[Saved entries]
=== Section Start ===

//! Byte array options from a JSON file and command-line overrides

use crate::cli::Cli;
use crate::error::{CliError, CliResult};
use bytearray::ByteArrayOptions;
use std::fs;
use tracing::debug;

/// Parse options from JSON text. Missing fields take their defaults.
pub fn parse_options(json: &str) -> CliResult<ByteArrayOptions> {
    serde_json::from_str(json).map_err(|e| CliError::ConfigError(e.to_string()))
}

/// Read options from the JSON file at `path`
pub fn load_options(path: &str) -> CliResult<ByteArrayOptions> {
    let json = fs::read_to_string(path)?;
    let options = parse_options(&json).map_err(|e| match e {
        CliError::ConfigError(reason) => CliError::ConfigError(format!("{}: {}", path, reason)),
        other => other,
    })?;
    debug!(path, ?options, "loaded byte array options");
    Ok(options)
}

/// Options for a shell session: the config file if given, then flag overrides
pub fn resolve_options(cli: &Cli) -> CliResult<ByteArrayOptions> {
    let mut options = match &cli.config {
        Some(path) => load_options(path)?,
        None => ByteArrayOptions::default(),
    };
    if let Some(capacity) = cli.initial_capacity {
        options = options.with_initial_capacity(capacity);
    }
    if cli.max_length.is_some() {
        options = options.with_max_length(cli.max_length);
    }
    Ok(options)
}
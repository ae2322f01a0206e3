//! Byte array shell library
//!
//! Provides the Runtime struct and supporting modules for the
//! `bytearray-shell` binary: argument parsing, the command language,
//! configuration loading, logging setup and the REPL.

#![warn(missing_docs)]
#![warn(clippy::all)]

pub mod cli;
pub mod command;
pub mod config;
pub mod error;
pub mod logging;
pub mod repl;
pub mod runtime;

pub use cli::Cli;
pub use command::{Command, Operand};
pub use error::{CliError, CliResult};
pub use runtime::Runtime;
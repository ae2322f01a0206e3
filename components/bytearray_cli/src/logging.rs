//! Log output for the shell

use tracing::Level;

/// Install the fmt subscriber writing to stderr.
///
/// Only the first call installs a subscriber; later calls are no-ops.
pub fn init_logging(level: Level) {
    let _ = tracing_subscriber::fmt()
        .with_max_level(level)
        .with_writer(std::io::stderr)
        .with_target(false)
        .try_init();
}
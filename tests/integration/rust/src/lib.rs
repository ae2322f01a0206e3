//! Integration test suite for the bytearray workspace
//!
//! This crate provides integration tests that verify components work
//! together correctly across component boundaries: host values through
//! the binding into the engine, and shell scripts through all three.

/// Re-export components for test convenience
pub mod components {
    pub use bytearray;
    pub use bytearray_cli;
    pub use core_types;
    pub use host_binding;
}
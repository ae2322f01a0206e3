//! Sources a byte array can append from

use crate::buffer::ByteArray;
use crate::error::{ByteArrayError, ByteArrayResult};
use core_types::ForeignValue;

/// A value passed to [`ByteArray::append`], already unwrapped by the host
/// binding.
#[derive(Debug, Clone, Copy)]
pub enum ByteSource<'a> {
    /// Raw bytes of a host string
    Text(&'a [u8]),
    /// A foreign value, read through its byte-blob capability
    Blob(&'a dyn ForeignValue),
    /// Another byte array. Not accepted by `append`; use
    /// [`ByteArray::append_copy_of`].
    Buffer(&'a ByteArray),
    /// Any other host value
    Other {
        /// Host type name of the value
        type_name: &'a str,
    },
}

impl<'a> ByteSource<'a> {
    /// Host type name of the source, for diagnostics
    pub fn type_name(&self) -> &'a str {
        match *self {
            ByteSource::Text(_) => "string",
            ByteSource::Blob(value) => value.type_name(),
            ByteSource::Buffer(_) => "bytearray",
            ByteSource::Other { type_name } => type_name,
        }
    }

    /// The bytes this source contributes to an append.
    pub(crate) fn bytes(&self) -> ByteArrayResult<&'a [u8]> {
        match *self {
            ByteSource::Text(bytes) => Ok(bytes),
            ByteSource::Blob(value) => {
                value
                    .as_byte_slice()
                    .ok_or_else(|| ByteArrayError::InvalidArgument {
                        type_name: value.type_name().to_string(),
                    })
            }
            ByteSource::Buffer(_) => Err(ByteArrayError::Unsupported {
                operation: "append",
                what: "bytearray sources",
            }),
            ByteSource::Other { type_name } => Err(ByteArrayError::InvalidArgument {
                type_name: type_name.to_string(),
            }),
        }
    }
}

impl<'a> From<&'a str> for ByteSource<'a> {
    fn from(text: &'a str) -> Self {
        ByteSource::Text(text.as_bytes())
    }
}

impl<'a> From<&'a [u8]> for ByteSource<'a> {
    fn from(bytes: &'a [u8]) -> Self {
        ByteSource::Text(bytes)
    }
}
//! Error types for byte array operations

use thiserror::Error;

/// Errors reported by [`ByteArray`](crate::ByteArray) operations.
///
/// `OutOfRange`, `InvalidArgument` and `Unsupported` are recoverable and
/// carry enough detail for the host to format a message. `AllocationFailure`
/// is fatal: callers are not expected to retry.
#[derive(Debug, Clone, PartialEq, Eq, Error)]
pub enum ByteArrayError {
    /// Indexed access outside `[0, len)`
    #[error("index {index} out of range for bytearray of length {len}")]
    OutOfRange {
        /// The offending index
        index: i64,
        /// Length of the byte array at the time of the call
        len: usize,
    },

    /// Append source of a type that cannot provide bytes
    #[error("cannot append a value of type {type_name}")]
    InvalidArgument {
        /// Type name of the offending value
        type_name: String,
    },

    /// Operation declared but not available through this path
    #[error("{operation} does not support {what}")]
    Unsupported {
        /// Name of the rejected operation
        operation: &'static str,
        /// What was asked for
        what: &'static str,
    },

    /// Memory for the requested length could not be obtained
    #[error("cannot grow bytearray to {requested} bytes: {reason}")]
    AllocationFailure {
        /// Length the byte array needed to reach
        requested: usize,
        /// Why the allocation failed
        reason: String,
    },

    /// Operation on a handle that has been released
    #[error("bytearray used after release in {operation}")]
    UseAfterRelease {
        /// Name of the operation that was attempted
        operation: &'static str,
    },
}

impl ByteArrayError {
    /// Whether this error ends the operation without any chance of recovery
    pub fn is_fatal(&self) -> bool {
        matches!(self, ByteArrayError::AllocationFailure { .. })
    }
}

/// Result type for byte array operations
pub type ByteArrayResult<T> = Result<T, ByteArrayError>;
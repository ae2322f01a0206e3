//! Contract tests for the bytearray component
//!
//! These tests pin the public API the host binding layer is written against.

use bytearray::{
    ByteArray, ByteArrayError, ByteArrayOptions, ByteArrayResult, ByteSource, GrowthStats,
};
use core_types::StaticBytes;

// =============================================================================
// Construction Contract Tests
// =============================================================================

#[test]
fn contract_new_is_live_and_empty() {
    let array = ByteArray::new();
    assert!(!array.is_released());
    assert_eq!(array.len().unwrap(), 0);
}

#[test]
fn contract_default_matches_new() {
    let array = ByteArray::default();
    assert_eq!(array.options().unwrap(), ByteArrayOptions::default());
}

#[test]
fn contract_with_options_returns_result() {
    let result: ByteArrayResult<ByteArray> = ByteArray::with_options(ByteArrayOptions::default());
    assert!(result.is_ok());
}

// =============================================================================
// Data Operation Contract Tests
// =============================================================================

#[test]
fn contract_get_returns_u8() {
    let array = ByteArray::new();
    array.append(ByteSource::Text(&[200])).unwrap();
    let byte: u8 = array.get(0).unwrap();
    assert_eq!(byte, 200);
}

#[test]
fn contract_set_accepts_wide_values() {
    let array = ByteArray::new();
    array.append(ByteSource::from("a")).unwrap();
    array.set(0, i64::MAX).unwrap();
    assert_eq!(array.get(0).unwrap(), 0xff);
}

#[test]
fn contract_append_is_chainable() {
    let array = ByteArray::new();
    let blob = StaticBytes::new(vec![b'!']);
    let len = array
        .append(ByteSource::from("hi"))
        .and_then(|a| a.append(ByteSource::Blob(&blob)))
        .and_then(|a| a.len())
        .unwrap();
    assert_eq!(len, 3);
}

#[test]
fn contract_out_of_range_distinct_from_type_fault() {
    let array = ByteArray::new();
    let index_fault = array.get(0).unwrap_err();
    let type_fault = array
        .append(ByteSource::Other { type_name: "table" })
        .unwrap_err();
    assert!(matches!(index_fault, ByteArrayError::OutOfRange { .. }));
    assert!(matches!(type_fault, ByteArrayError::InvalidArgument { .. }));
}

#[test]
fn contract_growth_stats_start_at_zero() {
    assert_eq!(
        ByteArray::new().growth_stats().unwrap(),
        GrowthStats::default()
    );
}

#[test]
fn contract_source_type_names() {
    let array = ByteArray::new();
    let blob = StaticBytes::new(vec![]);
    assert_eq!(ByteSource::from("x").type_name(), "string");
    assert_eq!(ByteSource::Blob(&blob).type_name(), "GLib.Bytes");
    assert_eq!(ByteSource::Buffer(&array).type_name(), "bytearray");
    assert_eq!(ByteSource::Other { type_name: "boolean" }.type_name(), "boolean");
}
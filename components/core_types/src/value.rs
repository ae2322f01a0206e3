//! Host value representation.
//!
//! This module provides the `Value` enum through which arguments and results
//! travel between the host interpreter and native modules.

use crate::foreign::ForeignValue;
use num_traits::ToPrimitive;
use std::any::Any;
use std::cell::RefCell;
use std::fmt;
use std::rc::Rc;

/// Represents any value the host can pass to a native module.
///
/// Host strings are byte strings: they may hold arbitrary binary data and
/// are therefore stored as `Vec<u8>` rather than `String`.
///
/// # Examples
///
/// ```
/// use core_types::Value;
///
/// let nil = Value::Nil;
/// let number = Value::Integer(42);
/// let text = Value::string("AB");
///
/// assert!(!nil.is_truthy());
/// assert!(number.is_truthy());
/// assert_eq!(text.type_name(), "string");
/// ```
#[derive(Clone)]
pub enum Value {
    /// Absence of a value
    Nil,
    /// Boolean (true or false)
    Boolean(bool),
    /// Integer number
    Integer(i64),
    /// Floating point number
    Number(f64),
    /// Byte string
    String(Vec<u8>),
    /// Value owned by the host, readable through [`ForeignValue`]
    Foreign(Rc<dyn ForeignValue>),
    /// Native object created by a module (e.g., a byte array handle)
    NativeObject(Rc<RefCell<dyn Any>>),
    /// Native function reference by name
    NativeFunction(String),
}

impl fmt::Debug for Value {
    fn fmt(&self, f: &mut fmt::Formatter<'_>) -> fmt::Result {
        match self {
            Value::Nil => write!(f, "Nil"),
            Value::Boolean(b) => f.debug_tuple("Boolean").field(b).finish(),
            Value::Integer(n) => f.debug_tuple("Integer").field(n).finish(),
            Value::Number(n) => f.debug_tuple("Number").field(n).finish(),
            Value::String(s) => f
                .debug_tuple("String")
                .field(&String::from_utf8_lossy(s))
                .finish(),
            Value::Foreign(v) => write!(f, "{:?}", v),
            Value::NativeObject(_) => write!(f, "NativeObject(...)"),
            Value::NativeFunction(name) => f.debug_tuple("NativeFunction").field(name).finish(),
        }
    }
}

impl PartialEq for Value {
    fn eq(&self, other: &Self) -> bool {
        match (self, other) {
            (Value::Nil, Value::Nil) => true,
            (Value::Boolean(a), Value::Boolean(b)) => a == b,
            (Value::Integer(a), Value::Integer(b)) => a == b,
            (Value::Number(a), Value::Number(b)) => a == b,
            (Value::Integer(a), Value::Number(b)) | (Value::Number(b), Value::Integer(a)) => {
                b.fract() == 0.0 && b.to_i64() == Some(*a)
            }
            (Value::String(a), Value::String(b)) => a == b,
            (Value::Foreign(a), Value::Foreign(b)) => Rc::ptr_eq(a, b),
            (Value::NativeObject(a), Value::NativeObject(b)) => Rc::ptr_eq(a, b),
            (Value::NativeFunction(a), Value::NativeFunction(b)) => a == b,
            _ => false,
        }
    }
}

impl Value {
    /// Create a string value from text
    pub fn string(s: &str) -> Self {
        Value::String(s.as_bytes().to_vec())
    }

    /// Create a string value from raw bytes
    pub fn bytes(b: impl Into<Vec<u8>>) -> Self {
        Value::String(b.into())
    }

    /// Wrap a foreign value
    pub fn foreign<T: ForeignValue + 'static>(value: T) -> Self {
        Value::Foreign(Rc::new(value))
    }

    /// Wrap a native object
    pub fn native<T: Any>(object: T) -> Self {
        Value::NativeObject(Rc::new(RefCell::new(object)))
    }

    /// Returns whether this value is truthy.
    ///
    /// Only `nil` and `false` are falsy; every number (including 0) and
    /// every string (including the empty string) is truthy.
    ///
    /// # Examples
    ///
    /// ```
    /// use core_types::Value;
    ///
    /// assert!(!Value::Nil.is_truthy());
    /// assert!(!Value::Boolean(false).is_truthy());
    /// assert!(Value::Integer(0).is_truthy());
    /// assert!(Value::string("").is_truthy());
    /// ```
    pub fn is_truthy(&self) -> bool {
        !matches!(self, Value::Nil | Value::Boolean(false))
    }

    /// Returns the host type name of this value.
    ///
    /// Foreign values report the type name they declare.
    ///
    /// # Examples
    ///
    /// ```
    /// use core_types::{StaticBytes, Value};
    ///
    /// assert_eq!(Value::Nil.type_name(), "nil");
    /// assert_eq!(Value::Number(1.5).type_name(), "number");
    /// assert_eq!(Value::foreign(StaticBytes::new(vec![])).type_name(), "GLib.Bytes");
    /// ```
    pub fn type_name(&self) -> String {
        match self {
            Value::Nil => "nil".to_string(),
            Value::Boolean(_) => "boolean".to_string(),
            Value::Integer(_) | Value::Number(_) => "number".to_string(),
            Value::String(_) => "string".to_string(),
            Value::Foreign(v) => v.type_name().to_string(),
            Value::NativeObject(_) => "userdata".to_string(),
            Value::NativeFunction(_) => "function".to_string(),
        }
    }

    /// Returns the integer held by this value, if it is one.
    ///
    /// Floats count only when they have no fractional part and fit in an
    /// `i64`. Strings are never integers here; see [`Value::to_integer`].
    ///
    /// # Examples
    ///
    /// ```
    /// use core_types::Value;
    ///
    /// assert_eq!(Value::Integer(3).as_integer(), Some(3));
    /// assert_eq!(Value::Number(3.0).as_integer(), Some(3));
    /// assert_eq!(Value::Number(3.5).as_integer(), None);
    /// assert_eq!(Value::string("3").as_integer(), None);
    /// ```
    pub fn as_integer(&self) -> Option<i64> {
        match self {
            Value::Integer(n) => Some(*n),
            Value::Number(n) if n.fract() == 0.0 => n.to_i64(),
            _ => None,
        }
    }

    /// Converts this value to an integer, accepting numeric strings.
    ///
    /// # Examples
    ///
    /// ```
    /// use core_types::Value;
    ///
    /// assert_eq!(Value::string(" 42 ").to_integer(), Some(42));
    /// assert_eq!(Value::string("7.0").to_integer(), Some(7));
    /// assert_eq!(Value::string("x").to_integer(), None);
    /// ```
    pub fn to_integer(&self) -> Option<i64> {
        match self {
            Value::String(bytes) => {
                let text = std::str::from_utf8(bytes).ok()?.trim();
                if let Ok(n) = text.parse::<i64>() {
                    return Some(n);
                }
                Value::Number(text.parse::<f64>().ok()?).as_integer()
            }
            other => other.as_integer(),
        }
    }

    /// Returns the bytes of a string value
    pub fn as_bytes(&self) -> Option<&[u8]> {
        match self {
            Value::String(bytes) => Some(bytes),
            _ => None,
        }
    }

    /// Returns whether this value is a native object of type `T`
    pub fn is_native<T: Any>(&self) -> bool {
        match self {
            Value::NativeObject(obj) => obj.borrow().is::<T>(),
            _ => false,
        }
    }
}

impl fmt::Display for Value {
    fn fmt(&self, f: &mut fmt::Formatter<'_>) -> fmt::Result {
        match self {
            Value::Nil => write!(f, "nil"),
            Value::Boolean(b) => write!(f, "{}", b),
            Value::Integer(n) => write!(f, "{}", n),
            Value::Number(n) => {
                if n.is_nan() {
                    write!(f, "nan")
                } else if n.is_infinite() {
                    if n.is_sign_positive() {
                        write!(f, "inf")
                    } else {
                        write!(f, "-inf")
                    }
                } else if n.fract() == 0.0 && n.abs() < 1e15 {
                    write!(f, "{:.1}", n)
                } else {
                    write!(f, "{}", n)
                }
            }
            Value::String(s) => write!(f, "{}", String::from_utf8_lossy(s)),
            Value::Foreign(v) => write!(f, "{}", v.type_name()),
            Value::NativeObject(_) => write!(f, "userdata"),
            Value::NativeFunction(name) => write!(f, "function: builtin: {}", name),
        }
    }
}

=== Section End ===

[Exercise instructions] What lines of the data contain the string "GrowthStats"? List them.

[Answer]
    ByteArray, ByteArrayError, ByteArrayOptions, ByteArrayResult, ByteSource, GrowthStats,
        GrowthStats::default()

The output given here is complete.